The answer must consist of every line below containing "Globals".
++++ Data for review ++++
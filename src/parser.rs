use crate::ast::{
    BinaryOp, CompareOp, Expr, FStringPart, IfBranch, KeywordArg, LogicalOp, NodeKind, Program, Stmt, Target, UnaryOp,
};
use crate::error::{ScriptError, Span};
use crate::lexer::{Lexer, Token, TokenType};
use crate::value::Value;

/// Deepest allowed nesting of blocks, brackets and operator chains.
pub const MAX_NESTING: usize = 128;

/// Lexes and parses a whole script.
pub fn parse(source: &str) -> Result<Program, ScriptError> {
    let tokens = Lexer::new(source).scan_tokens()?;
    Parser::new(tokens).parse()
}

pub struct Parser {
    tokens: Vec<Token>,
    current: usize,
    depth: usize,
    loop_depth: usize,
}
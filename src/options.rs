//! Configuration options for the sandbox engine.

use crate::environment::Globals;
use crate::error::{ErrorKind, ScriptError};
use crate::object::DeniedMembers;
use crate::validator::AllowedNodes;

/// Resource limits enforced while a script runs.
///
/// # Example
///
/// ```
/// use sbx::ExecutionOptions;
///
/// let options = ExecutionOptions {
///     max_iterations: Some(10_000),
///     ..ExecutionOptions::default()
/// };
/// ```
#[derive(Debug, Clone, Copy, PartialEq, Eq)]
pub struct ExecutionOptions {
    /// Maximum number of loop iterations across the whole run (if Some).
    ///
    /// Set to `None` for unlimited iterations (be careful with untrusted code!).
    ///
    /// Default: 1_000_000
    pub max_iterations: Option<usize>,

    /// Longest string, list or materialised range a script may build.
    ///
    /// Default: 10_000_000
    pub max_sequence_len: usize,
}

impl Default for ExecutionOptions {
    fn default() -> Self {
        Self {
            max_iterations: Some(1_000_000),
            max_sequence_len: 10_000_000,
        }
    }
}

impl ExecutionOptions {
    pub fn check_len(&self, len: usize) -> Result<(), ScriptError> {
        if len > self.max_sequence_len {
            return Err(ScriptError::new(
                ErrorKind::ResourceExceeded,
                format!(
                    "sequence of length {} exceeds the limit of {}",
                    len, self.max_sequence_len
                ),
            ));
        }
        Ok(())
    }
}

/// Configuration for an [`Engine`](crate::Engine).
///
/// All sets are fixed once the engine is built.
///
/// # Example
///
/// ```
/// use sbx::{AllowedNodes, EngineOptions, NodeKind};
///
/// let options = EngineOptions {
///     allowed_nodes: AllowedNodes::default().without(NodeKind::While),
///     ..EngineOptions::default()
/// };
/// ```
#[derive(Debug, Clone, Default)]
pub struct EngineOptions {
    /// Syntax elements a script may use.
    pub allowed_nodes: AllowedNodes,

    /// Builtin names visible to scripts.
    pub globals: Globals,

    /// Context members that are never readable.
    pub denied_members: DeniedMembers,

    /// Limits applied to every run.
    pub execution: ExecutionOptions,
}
++++
### Written solution
use crate::environment::Globals;
    pub globals: Globals,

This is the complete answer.